ESSAI

Publié le 10 Septembre 2020

Début Juin, le printemps dans toute sa splendeur, dès l'aurore, souligne le beau. Au large, la ligne d'horizon se précise. La Méditerranée se pare d'un bleu néophyte. La pointe du cap d'Antibes se dégage de la brume matinale et l'aube se poursuit jusqu’à la ville. Au fil du lever du soleil, toute la baie des anges s'embrase, ne laissant pour quelques minutes encore qu'un coin d'ombre dans le petit triangle de la plage des bains de la police. Pour les avertis déambulant en bordure de l'eau, le moment est unique. L'eau est limpide, aucune brise ne vient friser sa surface. Les galets apparaissent légèrement troubles, gardant leurs volumes et leurs couleurs. Des petits bans de sars non encore troublés par les premiers baigneurs font quelques tours de piste avant leur retraite à quelques mètres de la plage. Un pointu sortant de derrière les rochers met un peu d'animation, et se rend responsable des premières vagues venant s'échouer sur la grève. Puis les premiers baigneurs déploient leurs serviettes, des habitués des bains matinaux présents toute l'année qui ne s'enduisent pas d'huile solaire. Après un plongeon, quelques brasses, un aller-retour à quelques mètres de la plage, ils s'allongent un moment sur les galets, côté pile, côté face, et s'en vont avant que le soleil ne devienne trop agressif. Puis quelques touristes privilégiés bardés de glacières, parasols, matelas gonflables, s'éparpillent tout au long de la promenade des anglais. La circulation devient plus dense. Ce n'est pas encore le folklore de juillet-août, mais ça ne devrait tarder. Le plaisir, la joie, le bonheur simple de milliers de « privilégiés » !

 

Les journées s'allongent encore de quelques minutes jusqu'au 20 juin, premier jour d'été, journée la plus longue du calendrier. Point de départ de l'invasion de la Côte d'Azur par des foules de vacanciers. Les thermomètres dépassent les trente degrés, les plages sont saturées, les autochtones partent à l'assaut des jeunes estivantes pour un flirt, une amourette le temps des vacances. Le fiasco... ou la bonne rencontre qui va émoustiller les cœurs et les corps. Puis la séparation, dernier baiser, échange de numéro de portable. La chaleur s’amplifie encore au mois d’août.
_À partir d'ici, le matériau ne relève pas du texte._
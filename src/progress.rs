//! Progress-callback trait for per-item batch events.
//!
//! Inject an [`Arc<dyn BatchProgressCallback>`] via
//! [`crate::config::BatchConfigBuilder::progress_callback`] to follow a batch
//! as the orchestrator works through it: a terminal progress bar, a log
//! sink, or a UI queue can all be driven from the same events.
//!
//! # Example
//!
//! ```rust
//! use doc2text::{BatchConfig, BatchProgressCallback};
//! use std::sync::{Arc, atomic::{AtomicUsize, Ordering}};
//!
//! struct FailureCounter {
//!     failed: AtomicUsize,
//! }
//!
//! impl BatchProgressCallback for FailureCounter {
//!     fn on_item_error(&self, _index: usize, _total: usize, name: &str, message: &str) {
//!         self.failed.fetch_add(1, Ordering::SeqCst);
//!         eprintln!("{name}: {message}");
//!     }
//! }
//!
//! let counter = Arc::new(FailureCounter { failed: AtomicUsize::new(0) });
//!
//! let config = BatchConfig::builder()
//!     .progress_callback(counter as Arc<dyn BatchProgressCallback>)
//!     .build()
//!     .unwrap();
//! ```

use std::sync::Arc;

/// Called by the orchestrator as it processes each upload.
///
/// Items are processed one at a time, so events arrive in input order and
/// never overlap. Implementations must still be `Send + Sync` because the
/// batch may run on a blocking worker thread. All methods default to no-ops.
pub trait BatchProgressCallback: Send + Sync {
    /// Called once before the first item is staged.
    fn on_batch_start(&self, total_items: usize) {
        let _ = total_items;
    }

    /// Called before an item is staged.
    ///
    /// # Arguments
    /// * `index`: 0-indexed position in the batch
    /// * `total`: number of items in the batch
    /// * `name`: declared upload name
    fn on_item_start(&self, index: usize, total: usize, name: &str) {
        let _ = (index, total, name);
    }

    /// Called when an item converted successfully.
    ///
    /// `converted_bytes` is the UTF-8 byte length of the produced text.
    fn on_item_complete(&self, index: usize, total: usize, name: &str, converted_bytes: usize) {
        let _ = (index, total, name, converted_bytes);
    }

    /// Called when an item failed; `message` is what the operator sees.
    fn on_item_error(&self, index: usize, total: usize, name: &str, message: &str) {
        let _ = (index, total, name, message);
    }

    /// Called once after every item has been attempted.
    fn on_batch_complete(&self, total_items: usize, success_count: usize) {
        let _ = (total_items, success_count);
    }
}

/// A no-op implementation for callers that don't need progress events.
pub struct NoopProgressCallback;

impl BatchProgressCallback for NoopProgressCallback {}

/// Convenience alias matching the type stored in [`crate::config::BatchConfig`].
pub type ProgressCallback = Arc<dyn BatchProgressCallback>;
Les journées plus intenses mais plus courtes, les dernières festivités le 15 de ce mois. L’affluence encore jusqu'au 31, et dans la nuit, un exil presque général, les niçois retrouvant leurs plages. Je me souviens quand j'étais écolier que les vacances duraient jusqu'à fin septembre, c'était l'été indien.

 

Certaines années quand le beau temps perdurait, nous allions encore nous baigner. Une douceur, une volupté, un moment magique se propageaient quand la luminosité devenait plus intime. Lorsque le porte-monnaie était un peu mieux rempli, notre mère préparait une grande plaque de farcis qu'elle faisait cuire chez le boulanger et que nous mangions sur la plage. C'était le moment ou les pêcheurs de poulpes lançaient leurs appâts faits d'un hameçon à plusieurs branches appelé « romagnole » entouré d'un chiffon rouge. Le tout attaché à une longue ficelle qu'ils faisaient tournoyer au-dessus de leur tête avant de le lancer le plus loin possible. Puis ils le retiraient lentement, espérant une prise, ce qui était aléatoire. Un peu plus âgés, nous aidions, si peu, à remonter les pointus sur les galets. Ces moments-là font partie de mes meilleurs souvenirs d'enfance... Puis, le 1er octobre, la rentrée nous surprenait alors que nous vivions encore les vacances. Les premiers jours de classe étaient difficiles, le moral en berne. Les platanes perdaient leurs feuilles. Les balayeurs, avec des branches de palmiers en guise de balais, les rassemblaient en tas pour qu'un autre les entasse dans de grands paniers d'osier. Souvent, un coup de vent les éparpillait à nouveau, et tout était à refaire. L'automne n'était qu'un court intermède. Sans transition, le froid, la pluie influaient sur la longueur des journées, nous obligeant à allumer la lumière de plus en plus tôt. Les mauvaises galoches prenaient l'eau.

 

En décembre, quand la température avoisinait les zéro degrés, toujours en culotte courte, nous avions le bas des cuisses irrité à la limite du short. Les vacances de Noël étaient un intermède agréable. Sous le sapin, comme cadeau, pour moi, une voiture à pédales toute rouge. La bleue que j'avais eu le Noël de l'année d'avant avait été repeinte quelques jours avant les fêtes. Certaines années, malgré le froid, les pluies se faisaient rares jusqu'au 15 février, début des festivités de Carnaval.

 

A l'époque, les chars, les cavalcades, les groupes, les indépendants étaient plus que rustiques. La foule se mêlait à cette ambiance, aucune barrière ne séparait les acteurs et les curieux. Bien sûr des bousculades se formaient, déclenchées par des voleurs à la tire ou autres tire-laines. Le dernier corso était réservé à l'après-midi des plâtres. Des tombereaux étaient plein de petites billes de plâtre, que des hommes, avec de grands rires, envoyaient sur la foule à pleines pelletées.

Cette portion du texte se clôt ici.